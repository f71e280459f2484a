//! Persistence backends for the content repository
//!
//! A backend stores opaque JSON records per collection. Translating records
//! to and from domain entities is the repository's job, not the store's.
//!
//! Two implementations:
//! - `LocalStore`: key-value JSON files (or memory), seeded with defaults
//! - `SurrealStore`: SurrealDB through the `any` engine (ws://, http://, mem://, rocksdb://)

pub mod local;
pub mod migrations;
pub mod surreal;

use std::cmp::Ordering;

use async_trait::async_trait;
use chrono::{DateTime, Utc};
use serde_json::Value;
use thiserror::Error;

use crate::domain::models::CollectionKind;

pub use local::LocalStore;
pub use surreal::SurrealStore;

#[derive(Debug, Error)]
pub enum StoreError {
    #[error("store unavailable: {0}")]
    Unavailable(String),

    #[error("query failed: {0}")]
    Query(String),

    #[error("record has no `{0}` field")]
    MissingField(String),

    #[error("IO error: {0}")]
    Io(#[from] std::io::Error),

    #[error("Serialization error: {0}")]
    Serialization(#[from] serde_json::Error),
}

pub type StoreResult<T> = std::result::Result<T, StoreError>;

/// Sort instruction for `select_all`
#[derive(Debug, Clone, Copy, PartialEq, Eq)]
pub struct OrderBy {
    pub field: &'static str,
    pub descending: bool,
}

impl OrderBy {
    pub const fn asc(field: &'static str) -> Self {
        Self { field, descending: false }
    }

    pub const fn desc(field: &'static str) -> Self {
        Self { field, descending: true }
    }
}

/// Narrow CRUD contract every backend offers, per collection
#[async_trait]
pub trait ContentStore: Send + Sync {
    fn backend_name(&self) -> &'static str;

    /// All records; `order` sorts stably, ties keep insertion order
    /// (reversed for descending sorts so the latest insert comes first)
    async fn select_all(&self, collection: CollectionKind, order: Option<OrderBy>) -> StoreResult<Vec<Value>>;

    /// Replace the record whose `conflict_key` field matches, or insert it
    async fn upsert(&self, collection: CollectionKind, conflict_key: &str, record: Value) -> StoreResult<()>;

    async fn insert(&self, collection: CollectionKind, record: Value) -> StoreResult<()>;

    /// Delete by id; unknown ids are not an error
    async fn delete(&self, collection: CollectionKind, id: &str) -> StoreResult<()>;

    /// Atomically swap the whole collection for `records`
    async fn replace_all(&self, collection: CollectionKind, records: Vec<Value>) -> StoreResult<()>;
}

/// String value of `field` in a JSON record
pub(crate) fn field_str<'a>(record: &'a Value, field: &str) -> Option<&'a str> {
    record.get(field).and_then(Value::as_str)
}

pub(crate) fn require_str(record: &Value, field: &str) -> StoreResult<String> {
    field_str(record, field)
        .map(str::to_string)
        .ok_or_else(|| StoreError::MissingField(field.to_string()))
}

fn compare_values(a: Option<&Value>, b: Option<&Value>) -> Ordering {
    match (a, b) {
        (Some(Value::Number(x)), Some(Value::Number(y))) => x
            .as_f64()
            .partial_cmp(&y.as_f64())
            .unwrap_or(Ordering::Equal),
        (Some(Value::String(x)), Some(Value::String(y))) => {
            // RFC 3339 strings with different fractional precision don't sort lexically
            match (x.parse::<DateTime<Utc>>(), y.parse::<DateTime<Utc>>()) {
                (Ok(dx), Ok(dy)) => dx.cmp(&dy),
                _ => x.cmp(y),
            }
        }
        (Some(Value::Bool(x)), Some(Value::Bool(y))) => x.cmp(y),
        (None, Some(_)) => Ordering::Less,
        (Some(_), None) => Ordering::Greater,
        _ => Ordering::Equal,
    }
}

/// Stable in-process sort shared by every backend.
/// `records` must be in insertion order.
pub(crate) fn sort_records(records: &mut Vec<Value>, order: Option<OrderBy>) {
    let Some(order) = order else {
        return;
    };
    if order.descending {
        records.reverse();
        records.sort_by(|a, b| compare_values(b.get(order.field), a.get(order.field)));
    } else {
        records.sort_by(|a, b| compare_values(a.get(order.field), b.get(order.field)));
    }
}

#[cfg(test)]
mod tests {
    use super::*;
    use serde_json::json;

    #[test]
    fn test_sort_ascending_is_stable() {
        let mut records = vec![
            json!({"id": "b", "display_order": 2}),
            json!({"id": "a1", "display_order": 1}),
            json!({"id": "a2", "display_order": 1}),
        ];
        sort_records(&mut records, Some(OrderBy::asc("display_order")));
        let ids: Vec<_> = records.iter().map(|r| r["id"].as_str().unwrap()).collect();
        assert_eq!(ids, vec!["a1", "a2", "b"]);
    }

    #[test]
    fn test_sort_descending_puts_latest_insert_first_on_ties() {
        let mut records = vec![
            json!({"id": "old", "created_at": "2024-01-01T00:00:00Z"}),
            json!({"id": "tie1", "created_at": "2024-01-02T00:00:00Z"}),
            json!({"id": "tie2", "created_at": "2024-01-02T00:00:00Z"}),
        ];
        sort_records(&mut records, Some(OrderBy::desc("created_at")));
        let ids: Vec<_> = records.iter().map(|r| r["id"].as_str().unwrap()).collect();
        assert_eq!(ids, vec!["tie2", "tie1", "old"]);
    }

    #[test]
    fn test_timestamps_compare_chronologically() {
        let mut records = vec![
            json!({"id": "later", "created_at": "2024-01-01T00:00:00.5Z"}),
            json!({"id": "earlier", "created_at": "2024-01-01T00:00:00Z"}),
        ];
        sort_records(&mut records, Some(OrderBy::asc("created_at")));
        assert_eq!(records[0]["id"], "earlier");
    }
}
==============================
> **What you should do**: You are asked to transcribe the complete data exactly.

> **Solved exercise**:
repository f71e280459f2484a
//! Persistence backends for the content repository
//!
//! A backend stores opaque JSON records per collection. Translating records
//! to and from domain entities is the repository's job, not the store's.
//!
//! Two implementations:
//! - `LocalStore`: key-value JSON files (or memory), seeded with defaults
//! - `SurrealStore`: SurrealDB through the `any` engine (ws://, http://, mem://, rocksdb://)

pub mod local;
pub mod migrations;
pub mod surreal;

use std::cmp::Ordering;

use async_trait::async_trait;
use chrono::{DateTime, Utc};
use serde_json::Value;
use thiserror::Error;

use crate::domain::models::CollectionKind;

pub use local::LocalStore;
pub use surreal::SurrealStore;

#[derive(Debug, Error)]
pub enum StoreError {
    #[error("store unavailable: {0}")]
    Unavailable(String),

    #[error("query failed: {0}")]
    Query(String),

    #[error("record has no `{0}` field")]
    MissingField(String),

    #[error("IO error: {0}")]
    Io(#[from] std::io::Error),

    #[error("Serialization error: {0}")]
    Serialization(#[from] serde_json::Error),
}

pub type StoreResult<T> = std::result::Result<T, StoreError>;

/// Sort instruction for `select_all`
#[derive(Debug, Clone, Copy, PartialEq, Eq)]
pub struct OrderBy {
    pub field: &'static str,
    pub descending: bool,
}

impl OrderBy {
    pub const fn asc(field: &'static str) -> Self {
        Self { field, descending: false }
    }

    pub const fn desc(field: &'static str) -> Self {
        Self { field, descending: true }
    }
}

/// Narrow CRUD contract every backend offers, per collection
#[async_trait]
pub trait ContentStore: Send + Sync {
    fn backend_name(&self) -> &'static str;

    /// All records; `order` sorts stably, ties keep insertion order
    /// (reversed for descending sorts so the latest insert comes first)
    async fn select_all(&self, collection: CollectionKind, order: Option<OrderBy>) -> StoreResult<Vec<Value>>;

    /// Replace the record whose `conflict_key` field matches, or insert it
    async fn upsert(&self, collection: CollectionKind, conflict_key: &str, record: Value) -> StoreResult<()>;

    async fn insert(&self, collection: CollectionKind, record: Value) -> StoreResult<()>;

    /// Delete by id; unknown ids are not an error
    async fn delete(&self, collection: CollectionKind, id: &str) -> StoreResult<()>;

    /// Atomically swap the whole collection for `records`
    async fn replace_all(&self, collection: CollectionKind, records: Vec<Value>) -> StoreResult<()>;
}

/// String value of `field` in a JSON record
pub(crate) fn field_str<'a>(record: &'a Value, field: &str) -> Option<&'a str> {
    record.get(field).and_then(Value::as_str)
}

pub(crate) fn require_str(record: &Value, field: &str) -> StoreResult<String> {
    field_str(record, field)
        .map(str::to_string)
        .ok_or_else(|| StoreError::MissingField(field.to_string()))
}

fn compare_values(a: Option<&Value>, b: Option<&Value>) -> Ordering {
    match (a, b) {
        (Some(Value::Number(x)), Some(Value::Number(y))) => x
            .as_f64()
            .partial_cmp(&y.as_f64())
            .unwrap_or(Ordering::Equal),
        (Some(Value::String(x)), Some(Value::String(y))) => {
            // RFC 3339 strings with different fractional precision don't sort lexically
            match (x.parse::<DateTime<Utc>>(), y.parse::<DateTime<Utc>>()) {
                (Ok(dx), Ok(dy)) => dx.cmp(&dy),
                _ => x.cmp(y),
            }
        }
        (Some(Value::Bool(x)), Some(Value::Bool(y))) => x.cmp(y),
        (None, Some(_)) => Ordering::Less,
        (Some(_), None) => Ordering::Greater,
        _ => Ordering::Equal,
    }
}

/// Stable in-process sort shared by every backend.
/// `records` must be in insertion order.
pub(crate) fn sort_records(records: &mut Vec<Value>, order: Option<OrderBy>) {
    let Some(order) = order else {
        return;
    };
    if order.descending {
        records.reverse();
        records.sort_by(|a, b| compare_values(b.get(order.field), a.get(order.field)));
    } else {
        records.sort_by(|a, b| compare_values(a.get(order.field), b.get(order.field)));
    }
}

#[cfg(test)]
mod tests {
    use super::*;
    use serde_json::json;

    #[test]
    fn test_sort_ascending_is_stable() {
        let mut records = vec![
            json!({"id": "b", "display_order": 2}),
            json!({"id": "a1", "display_order": 1}),
            json!({"id": "a2", "display_order": 1}),
        ];
        sort_records(&mut records, Some(OrderBy::asc("display_order")));
        let ids: Vec<_> = records.iter().map(|r| r["id"].as_str().unwrap()).collect();
        assert_eq!(ids, vec!["a1", "a2", "b"]);
    }

    #[test]
    fn test_sort_descending_puts_latest_insert_first_on_ties() {
        let mut records = vec![
            json!({"id": "old", "created_at": "2024-01-01T00:00:00Z"}),
            json!({"id": "tie1", "created_at": "2024-01-02T00:00:00Z"}),
            json!({"id": "tie2", "created_at": "2024-01-02T00:00:00Z"}),
        ];
        sort_records(&mut records, Some(OrderBy::desc("created_at")));
        let ids: Vec<_> = records.iter().map(|r| r["id"].as_str().unwrap()).collect();
        assert_eq!(ids, vec!["tie2", "tie1", "old"]);
    }

    #[test]
    fn test_timestamps_compare_chronologically() {
        let mut records = vec![
            json!({"id": "later", "created_at": "2024-01-01T00:00:00.5Z"}),
            json!({"id": "earlier", "created_at": "2024-01-01T00:00:00Z"}),
        ];
        sort_records(&mut records, Some(OrderBy::asc("created_at")));
        assert_eq!(records[0]["id"], "earlier");
    }
}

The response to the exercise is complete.